• Stored items
--*--

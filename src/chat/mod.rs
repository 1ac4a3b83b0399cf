//! AI-assisted website chat.
//!
//! One inbound customer message drives the whole turn: store it, pull contact
//! details into the CRM, ask the gateway for a reply (falling back to canned
//! copy when it fails), then re-evaluate whether a human should take over.
//! Escalation opens a shop task, emails the shop, and fires an SSE event so
//! the inbox lights up.

pub mod escalation;
pub mod prompts;

use anyhow::Result;
use chrono::Utc;
use tracing::{debug, info, warn};

use crate::ai::ChatMessage;
use crate::crm::{self, ContactUpsert};
use crate::mail;
use crate::storage::{ConversationRow, TenantRow};
use crate::AppContext;

/// Most recent messages fed back to the gateway as context.
const HISTORY_WINDOW: usize = 20;

/// One inbound chat turn.
#[derive(Debug, Default)]
pub struct IncomingMessage<'a> {
    pub conversation_id: Option<&'a str>,
    pub message: &'a str,
    pub visitor_name: Option<&'a str>,
    pub visitor_email: Option<&'a str>,
    pub visitor_phone: Option<&'a str>,
}

/// What the widget gets back.
#[derive(Debug)]
pub struct ChatOutcome {
    pub conversation_id: String,
    pub reply: String,
    pub status: String,
    pub escalated_now: bool,
    pub contact_id: Option<String>,
}

/// The tenant's effective daily AI budget: per-tenant override, else the
/// configured default.
pub fn daily_limit_for(tenant: &TenantRow, default_limit: i64) -> i64 {
    if tenant.ai_daily_limit > 0 {
        tenant.ai_daily_limit
    } else {
        default_limit
    }
}

/// Today's bucket key for `ai_usage`.
pub fn usage_day() -> String {
    Utc::now().format("%Y-%m-%d").to_string()
}

/// Handle one customer message end to end.
///
/// Returns `Ok(None)` when `conversation_id` does not resolve for this
/// tenant. Closed conversations reopen on a new customer message.
pub async fn handle_message(
    ctx: &AppContext,
    tenant: &TenantRow,
    incoming: IncomingMessage<'_>,
) -> Result<Option<ChatOutcome>> {
    let conversation = match incoming.conversation_id {
        Some(id) => match ctx.storage.get_conversation(&tenant.id, id).await? {
            Some(row) => row,
            None => return Ok(None),
        },
        None => ctx.storage.create_conversation(&tenant.id, "chat").await?,
    };

    if conversation.status == "closed" {
        ctx.storage
            .set_conversation_status(&conversation.id, "open", None)
            .await?;
    }

    // How long did the previous customer message sit unanswered? Only
    // meaningful when the last stored message was theirs.
    let history = ctx
        .storage
        .list_messages(&conversation.id, HISTORY_WINDOW as i64)
        .await?;
    let minutes_unanswered = history
        .last()
        .filter(|m| m.role == "customer")
        .and_then(|m| chrono::DateTime::parse_from_rfc3339(&m.created_at).ok())
        .map(|t| (Utc::now() - t.with_timezone(&Utc)).num_minutes());

    ctx.storage
        .append_message(&conversation.id, "customer", incoming.message)
        .await?;
    ctx.metrics.inc_chat_messages();

    let contact_id = capture_contact(ctx, tenant, &conversation, &incoming).await?;

    // Already with staff: acknowledge without burning a gateway call.
    if conversation.status == "escalated" {
        let reply = prompts::handoff_reply(tenant);
        ctx.storage
            .append_message(&conversation.id, "assistant", &reply)
            .await?;
        ctx.broadcaster.broadcast(
            &tenant.id,
            "conversation.updated",
            serde_json::json!({ "conversation_id": conversation.id }),
        );
        return Ok(Some(ChatOutcome {
            conversation_id: conversation.id.clone(),
            reply,
            status: "escalated".to_string(),
            escalated_now: false,
            contact_id,
        }));
    }

    let reply = generate_reply(ctx, tenant, &conversation, &history, incoming.message).await?;
    ctx.storage
        .append_message(&conversation.id, "assistant", &reply)
        .await?;

    // Re-read for the post-turn counters the escalation rules need.
    let snapshot = ctx
        .storage
        .get_conversation(&tenant.id, &conversation.id)
        .await?
        .unwrap_or(conversation);

    let input = escalation::EscalationInput {
        message: incoming.message,
        ai_failures: snapshot.ai_failures,
        message_count: snapshot.message_count,
        has_contact: contact_id.is_some(),
        minutes_unanswered,
    };
    let mut escalated_now = false;
    let mut status = snapshot.status.clone();
    if let Some(reason) = escalation::evaluate(&input) {
        escalate(ctx, tenant, &snapshot.id, "chat", reason).await?;
        escalated_now = true;
        status = "escalated".to_string();
    }

    ctx.broadcaster.broadcast(
        &tenant.id,
        "conversation.updated",
        serde_json::json!({ "conversation_id": snapshot.id }),
    );

    Ok(Some(ChatOutcome {
        conversation_id: snapshot.id,
        reply,
        status,
        escalated_now,
        contact_id,
    }))
}

/// Pull contact details from the message text and any explicit visitor
/// fields, upsert the CRM row, and link it to the conversation.
async fn capture_contact(
    ctx: &AppContext,
    tenant: &TenantRow,
    conversation: &ConversationRow,
    incoming: &IncomingMessage<'_>,
) -> Result<Option<String>> {
    let extracted = crm::extract_details(incoming.message);
    let email = incoming.visitor_email.or(extracted.email.as_deref());
    let phone = incoming.visitor_phone.or(extracted.phone.as_deref());
    if email.is_none() && phone.is_none() {
        return Ok(conversation.contact_id.clone());
    }

    let (contact, created) = crm::upsert_contact(
        &ctx.storage,
        &tenant.id,
        "chat",
        ContactUpsert {
            name: incoming.visitor_name,
            email,
            phone,
            ..Default::default()
        },
    )
    .await?;
    if created {
        info!(contact_id = %contact.id, "captured lead from chat");
        ctx.broadcaster.broadcast(
            &tenant.id,
            "contact.created",
            serde_json::json!({ "contact_id": contact.id, "source": "chat" }),
        );
    }
    if conversation.contact_id.is_none() {
        ctx.storage
            .set_conversation_contact(&conversation.id, &contact.id)
            .await?;
    }
    Ok(Some(contact.id))
}

/// Ask the gateway for the assistant turn; on failure, count it and fall
/// back to canned copy (errors here never fail the request).
async fn generate_reply(
    ctx: &AppContext,
    tenant: &TenantRow,
    conversation: &ConversationRow,
    history: &[crate::storage::MessageRow],
    message: &str,
) -> Result<String> {
    let materials = ctx.storage.list_materials(&tenant.id).await?;
    let mut msgs = vec![ChatMessage::system(prompts::chat_system_prompt(
        tenant, &materials,
    ))];
    for m in history {
        match m.role.as_str() {
            "customer" => msgs.push(ChatMessage::user(&m.content)),
            "assistant" | "staff" => msgs.push(ChatMessage::assistant(&m.content)),
            _ => {}
        }
    }
    msgs.push(ChatMessage::user(message));

    ctx.storage
        .increment_ai_usage(&tenant.id, &usage_day())
        .await?;
    ctx.metrics.inc_ai_calls();

    match ctx.ai.complete(&msgs, 0.7).await {
        Ok(reply) => {
            ctx.storage.reset_ai_failures(&conversation.id).await?;
            debug!(conversation_id = %conversation.id, "assistant replied");
            Ok(reply)
        }
        Err(e) => {
            warn!(conversation_id = %conversation.id, "gateway call failed: {e}");
            ctx.storage.increment_ai_failures(&conversation.id).await?;
            ctx.metrics.inc_ai_failures();
            Ok(prompts::fallback_reply(tenant))
        }
    }
}

/// Hand a conversation to staff: mark it, open a shop task (once), alert the
/// shop by email, and notify SSE subscribers.
pub async fn escalate(
    ctx: &AppContext,
    tenant: &TenantRow,
    conversation_id: &str,
    channel: &str,
    reason: &str,
) -> Result<()> {
    ctx.storage
        .set_conversation_status(conversation_id, "escalated", Some(reason))
        .await?;
    ctx.metrics.inc_escalations();
    info!(conversation_id, reason, "conversation escalated");

    if !ctx
        .storage
        .has_open_task_for_ref(&tenant.id, "escalation", conversation_id)
        .await?
    {
        ctx.storage
            .create_task(
                &tenant.id,
                &format!("Take over {channel} conversation"),
                Some(reason),
                "escalation",
                Some(conversation_id),
                None,
            )
            .await?;
    }

    if let Some(to) = tenant.reply_to_email.as_deref() {
        let (subject, body) = mail::escalation_email(reason, channel, conversation_id);
        if let Err(e) = ctx.mailer.send(to, None, &subject, &body).await {
            warn!("failed to send escalation email: {e:#}");
        } else {
            ctx.metrics.inc_emails_sent();
        }
    }

    ctx.broadcaster.broadcast(
        &tenant.id,
        "conversation.escalated",
        serde_json::json!({ "conversation_id": conversation_id, "reason": reason }),
    );
    Ok(())
}
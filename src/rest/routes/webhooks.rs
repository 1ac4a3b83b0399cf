// rest/routes/webhooks.rs — inbound hooks from the voice platform and the
// Meta OAuth redirect. Neither carries an api key; the voice hook signs
// its body, the OAuth callback carries our own signed state.

use axum::{
    body::Bytes,
    extract::{Path, Query, State},
    http::{HeaderMap, StatusCode},
    Json,
};
use serde::Deserialize;
use serde_json::{json, Value};

use super::{bad_request, internal_error, not_found, ApiError};
use crate::phone::{self, VoiceEvent};
use crate::social;
use crate::AppContext;

pub const VOICE_SIGNATURE_HEADER: &str = "x-voice-signature";

/// POST /webhooks/voice/{slug}
pub async fn voice_webhook(
    State(ctx): State<AppContext>,
    Path(slug): Path<String>,
    headers: HeaderMap,
    body: Bytes,
) -> Result<Json<Value>, ApiError> {
    let Some(tenant) = ctx
        .storage
        .get_tenant_by_slug(&slug)
        .await
        .map_err(internal_error)?
    else {
        return Err(not_found("Tenant"));
    };

    let signature = headers
        .get(VOICE_SIGNATURE_HEADER)
        .and_then(|v| v.to_str().ok())
        .unwrap_or("");
    if !phone::verify_signature(&ctx.config.voice.webhook_secret, &body, signature) {
        return Err((
            StatusCode::UNAUTHORIZED,
            Json(json!({ "error": "Invalid signature" })),
        ));
    }

    let event: VoiceEvent = serde_json::from_slice(&body)
        .map_err(|e| bad_request(format!("bad event payload: {e}")))?;
    let result = phone::handle_event(&ctx, &tenant, event)
        .await
        .map_err(internal_error)?;
    Ok(Json(result))
}

#[derive(Deserialize)]
pub struct OAuthCallbackQuery {
    pub code: Option<String>,
    pub state: Option<String>,
    pub error: Option<String>,
    pub error_description: Option<String>,
}

/// GET /webhooks/instagram/callback?code&state
///
/// One Meta grant covers both platforms, so the token lands on the
/// tenant's facebook and instagram rows at once.
pub async fn instagram_callback(
    State(ctx): State<AppContext>,
    Query(q): Query<OAuthCallbackQuery>,
) -> Result<Json<Value>, ApiError> {
    if let Some(error) = q.error {
        let detail = q.error_description.unwrap_or(error);
        return Err(bad_request(format!("OAuth denied: {detail}")));
    }
    let (Some(code), Some(state)) = (q.code, q.state) else {
        return Err(bad_request("code and state are required"));
    };

    let Some(tenant_id) = social::verify_state(&ctx.config.social, &state) else {
        return Err((
            StatusCode::FORBIDDEN,
            Json(json!({ "error": "Invalid state" })),
        ));
    };
    let Some(tenant) = ctx
        .storage
        .get_tenant(&tenant_id)
        .await
        .map_err(internal_error)?
    else {
        return Err(not_found("Tenant"));
    };

    let grant = social::exchange_code(&ctx.config.social, &code)
        .await
        .map_err(upstream_error)?;
    let user = social::fetch_user(&ctx.config.social, &grant.access_token)
        .await
        .map_err(upstream_error)?;
    let expires_at = social::expiry_from_grant(&grant);

    for platform in ["facebook", "instagram"] {
        ctx.storage
            .upsert_social_account(
                &tenant.id,
                platform,
                &user.id,
                &grant.access_token,
                expires_at.as_deref(),
            )
            .await
            .map_err(internal_error)?;
    }

    ctx.broadcaster.broadcast(
        &tenant.id,
        "social.connected",
        json!({ "account": user.name, "platforms": ["facebook", "instagram"] }),
    );
    Ok(Json(json!({
        "connected": true,
        "account": user.name,
        "platforms": ["facebook", "instagram"],
    })))
}

fn upstream_error(e: anyhow::Error) -> ApiError {
    (
        StatusCode::BAD_GATEWAY,
        Json(json!({ "error": e.to_string() })),
    )
}
// rest/sse.rs — tenant event stream.
//
// GET /api/v1/events
//
// Replaces the UI's refresh polling: domain events (conversations, posts,
// tracking, proofs) stream out as Server-Sent Events. The handler
// subscribes to the process-wide broadcast channel and forwards only this
// tenant's events.

use axum::{
    extract::State,
    response::{
        sse::{Event, KeepAlive, Sse},
        IntoResponse,
    },
    Extension,
};
use futures_util::stream;
use serde_json::json;
use std::time::Duration;

use crate::storage::TenantRow;
use crate::AppContext;

pub async fn tenant_events_sse(
    State(ctx): State<AppContext>,
    Extension(tenant): Extension<TenantRow>,
) -> impl IntoResponse {
    let rx = ctx.broadcaster.subscribe();

    let s = stream::unfold((rx, tenant.id.clone()), move |(mut rx, tid)| async move {
        loop {
            match rx.recv().await {
                Ok(raw) => {
                    // Parse the envelope emitted by EventBroadcaster
                    let envelope: serde_json::Value = match serde_json::from_str(&raw) {
                        Ok(v) => v,
                        Err(_) => continue,
                    };

                    let event_tenant = envelope
                        .get("tenant_id")
                        .and_then(|v| v.as_str())
                        .unwrap_or("");
                    if event_tenant != tid {
                        // Not our tenant — keep draining
                        continue;
                    }

                    let name = envelope
                        .get("event")
                        .and_then(|v| v.as_str())
                        .unwrap_or("event")
                        .to_string();
                    let data = json!({
                        "event": envelope.get("event"),
                        "payload": envelope.get("payload"),
                    });
                    let sse_event = Event::default().data(data.to_string()).event(name);
                    return Some((Ok::<Event, std::convert::Infallible>(sse_event), (rx, tid)));
                }
                Err(_) => return None,
            }
        }
    });

    Sse::new(s).keep_alive(
        KeepAlive::new()
            .interval(Duration::from_secs(15))
            .text("ping"),
    )
}
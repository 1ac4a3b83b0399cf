//! SQLite persistence layer.
//!
//! One pool, WAL mode, schema bootstrapped on startup with
//! `CREATE TABLE IF NOT EXISTS` plus idempotent `ALTER`s for columns added
//! after the first release. All rows except `tenants` carry a `tenant_id`
//! and every tenant-facing query filters on it — there are no cross-tenant
//! reads.

use anyhow::{Context as _, Result};
use chrono::Utc;
use sqlx::{sqlite::SqliteConnectOptions, SqlitePool};
use std::{path::Path, str::FromStr};
use uuid::Uuid;

/// Default timeout for individual SQLite queries.
/// Prevents hung queries from blocking the service indefinitely.
const QUERY_TIMEOUT: std::time::Duration = std::time::Duration::from_secs(30);

/// Execute a future with the standard query timeout.
/// Returns an error if the operation takes longer than `QUERY_TIMEOUT`.
async fn with_timeout<T>(fut: impl std::future::Future<Output = Result<T>>) -> Result<T> {
    match tokio::time::timeout(QUERY_TIMEOUT, fut).await {
        Ok(result) => result,
        Err(_) => Err(anyhow::anyhow!(
            "database query timed out after {}s",
            QUERY_TIMEOUT.as_secs()
        )),
    }
}

// ─── Row types ────────────────────────────────────────────────────────────────

/// Tenancy root. `api_key` authenticates the shop; `installs_enabled` is the
/// capability flag that gates labor/margin in quote derivation.
#[derive(Debug, Clone, sqlx::FromRow)]
pub struct TenantRow {
    pub id: String,
    pub name: String,
    pub slug: String,
    pub api_key: String,
    pub installs_enabled: bool,
    pub labor_rate: f64,
    pub default_margin_pct: f64,
    /// Per-day AI gateway call cap. 0 = use the configured default.
    pub ai_daily_limit: i64,
    pub reply_to_email: Option<String>,
    pub timezone: String,
    pub created_at: String,
}

#[derive(Debug, Clone, sqlx::FromRow, serde::Serialize)]
pub struct ContactRow {
    pub id: String,
    pub tenant_id: String,
    pub name: String,
    pub email: Option<String>,
    pub phone: Option<String>,
    /// Free-text vehicle description, e.g. "2019 Ford Transit".
    pub vehicle: Option<String>,
    /// chat | phone | form | instagram | manual
    pub source: String,
    /// new | contacted | quoted | won | lost
    pub stage: String,
    pub notes: Option<String>,
    pub created_at: String,
    pub updated_at: String,
}

#[derive(Debug, Clone, sqlx::FromRow, serde::Serialize)]
pub struct ConversationRow {
    pub id: String,
    pub tenant_id: String,
    pub contact_id: Option<String>,
    /// chat | phone
    pub channel: String,
    /// open | escalated | closed
    pub status: String,
    pub escalation_reason: Option<String>,
    pub message_count: i64,
    /// Consecutive AI gateway failures in this conversation.
    pub ai_failures: i64,
    pub last_customer_at: Option<String>,
    /// Upstream id for webhook-driven channels (the voice platform call id).
    pub external_ref: Option<String>,
    pub created_at: String,
    pub updated_at: String,
}

#[derive(Debug, Clone, sqlx::FromRow, serde::Serialize)]
pub struct MessageRow {
    pub id: String,
    pub conversation_id: String,
    /// customer | assistant | staff | system
    pub role: String,
    pub content: String,
    pub created_at: String,
}

#[derive(Debug, Clone, sqlx::FromRow, serde::Serialize)]
pub struct QuoteRow {
    pub id: String,
    pub tenant_id: String,
    pub contact_id: Option<String>,
    pub vehicle_year: String,
    pub vehicle_make: String,
    pub vehicle_model: String,
    /// Label of the dimension row the matcher used, e.g. "2015-2020 Ford F150".
    /// NULL when panel areas were supplied explicitly.
    pub matched_row: Option<String>,
    /// JSON array of `{ kind, sqft }` selections.
    pub panels: String,
    pub material_id: Option<String>,
    pub material_name: String,
    pub price_per_sqft: f64,
    pub quantity: i64,
    pub sqft_total: f64,
    pub material_cost: f64,
    pub labor_hours: f64,
    pub labor_cost: f64,
    pub margin_pct: f64,
    pub margin_amount: f64,
    pub total: f64,
    /// draft | sent | accepted | declined
    pub status: String,
    pub created_at: String,
    pub updated_at: String,
}

#[derive(Debug, Clone, sqlx::FromRow, serde::Serialize)]
pub struct MaterialRow {
    pub id: String,
    pub tenant_id: String,
    pub name: String,
    pub price_per_sqft: f64,
    pub active: bool,
}

#[derive(Debug, Clone, sqlx::FromRow, serde::Serialize)]
pub struct OrderRow {
    pub id: String,
    pub tenant_id: String,
    pub quote_id: Option<String>,
    pub contact_id: Option<String>,
    pub title: String,
    /// deposit | design | print | install | done
    pub stage: String,
    pub tracking_number: Option<String>,
    pub tracking_status: Option<String>,
    pub tracking_eta: Option<String>,
    pub created_at: String,
    pub updated_at: String,
}

#[derive(Debug, Clone, sqlx::FromRow, serde::Serialize)]
pub struct TrackingEventRow {
    pub id: String,
    pub order_id: String,
    pub status: String,
    pub description: String,
    pub location: Option<String>,
    pub event_time: String,
    pub created_at: String,
}

#[derive(Debug, Clone, sqlx::FromRow, serde::Serialize)]
pub struct ProofRow {
    pub id: String,
    pub tenant_id: String,
    pub order_id: String,
    pub version: i64,
    pub image_url: String,
    pub note: Option<String>,
    /// pending | approved | changes_requested
    pub status: String,
    pub decided_by: Option<String>,
    pub decision_note: Option<String>,
    pub sent_at: String,
    pub decided_at: Option<String>,
    /// Set once the janitor has opened a reminder task for this proof.
    pub reminder_sent: bool,
    pub created_at: String,
}

#[derive(Debug, Clone, sqlx::FromRow, serde::Serialize)]
pub struct CampaignRow {
    pub id: String,
    pub tenant_id: String,
    pub name: String,
    pub brief: String,
    /// JSON array of platform names.
    pub platforms: String,
    /// draft | active | archived
    pub status: String,
    pub created_at: String,
}

#[derive(Debug, Clone, sqlx::FromRow, serde::Serialize)]
pub struct PostRow {
    pub id: String,
    pub tenant_id: String,
    pub campaign_id: Option<String>,
    /// instagram | facebook
    pub platform: String,
    pub caption: String,
    pub image_url: Option<String>,
    pub scheduled_at: String,
    /// draft | scheduled | published | failed
    pub status: String,
    /// Platform post id once published.
    pub external_id: Option<String>,
    pub error: Option<String>,
    pub published_at: Option<String>,
    pub created_at: String,
    pub updated_at: String,
}

#[derive(Debug, Clone, sqlx::FromRow, serde::Serialize)]
pub struct CreativeRow {
    pub id: String,
    pub tenant_id: String,
    pub campaign_id: String,
    /// caption | image
    pub kind: String,
    pub content: String,
    /// draft | picked | discarded
    pub status: String,
    pub created_at: String,
}

#[derive(Debug, Clone, sqlx::FromRow)]
pub struct SocialAccountRow {
    pub id: String,
    pub tenant_id: String,
    pub platform: String,
    pub external_user_id: String,
    pub access_token: String,
    pub expires_at: Option<String>,
    pub connected_at: String,
}

#[derive(Debug, Clone, sqlx::FromRow, serde::Serialize)]
pub struct ShopTaskRow {
    pub id: String,
    pub tenant_id: String,
    pub title: String,
    pub detail: Option<String>,
    /// follow_up | escalation | proof | manual
    pub kind: String,
    /// Id of the row this task points at (conversation, proof, contact...).
    pub ref_id: Option<String>,
    /// open | done | dismissed
    pub status: String,
    pub due_at: Option<String>,
    pub created_at: String,
    pub completed_at: Option<String>,
}

/// Insert parameters for a derived quote. The breakdown fields come straight
/// from `pricing::derive_quote`.
#[derive(Debug, Clone)]
pub struct NewQuote<'a> {
    pub tenant_id: &'a str,
    pub contact_id: Option<&'a str>,
    pub vehicle_year: &'a str,
    pub vehicle_make: &'a str,
    pub vehicle_model: &'a str,
    pub matched_row: Option<&'a str>,
    pub panels_json: &'a str,
    pub material_id: Option<&'a str>,
    pub material_name: &'a str,
    pub price_per_sqft: f64,
    pub quantity: i64,
    pub sqft_total: f64,
    pub material_cost: f64,
    pub labor_hours: f64,
    pub labor_cost: f64,
    pub margin_pct: f64,
    pub margin_amount: f64,
    pub total: f64,
}

// ─── Storage ──────────────────────────────────────────────────────────────────

#[derive(Clone)]
pub struct Storage {
    pool: SqlitePool,
}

--*--

• TO DO
Give back, word for word, only the lines above from the line holding "-> impl IntoResponse" to the line holding "KeepAlive::new()", both included.

• ANSWER TO THE PROBLEM
) -> impl IntoResponse {
    let rx = ctx.broadcaster.subscribe();

    let s = stream::unfold((rx, tenant.id.clone()), move |(mut rx, tid)| async move {
        loop {
            match rx.recv().await {
                Ok(raw) => {
                    // Parse the envelope emitted by EventBroadcaster
                    let envelope: serde_json::Value = match serde_json::from_str(&raw) {
                        Ok(v) => v,
                        Err(_) => continue,
                    };

                    let event_tenant = envelope
                        .get("tenant_id")
                        .and_then(|v| v.as_str())
                        .unwrap_or("");
                    if event_tenant != tid {
                        // Not our tenant — keep draining
                        continue;
                    }

                    let name = envelope
                        .get("event")
                        .and_then(|v| v.as_str())
                        .unwrap_or("event")
                        .to_string();
                    let data = json!({
                        "event": envelope.get("event"),
                        "payload": envelope.get("payload"),
                    });
                    let sse_event = Event::default().data(data.to_string()).event(name);
                    return Some((Ok::<Event, std::convert::Infallible>(sse_event), (rx, tid)));
                }
                Err(_) => return None,
            }
        }
    });

    Sse::new(s).keep_alive(
        KeepAlive::new()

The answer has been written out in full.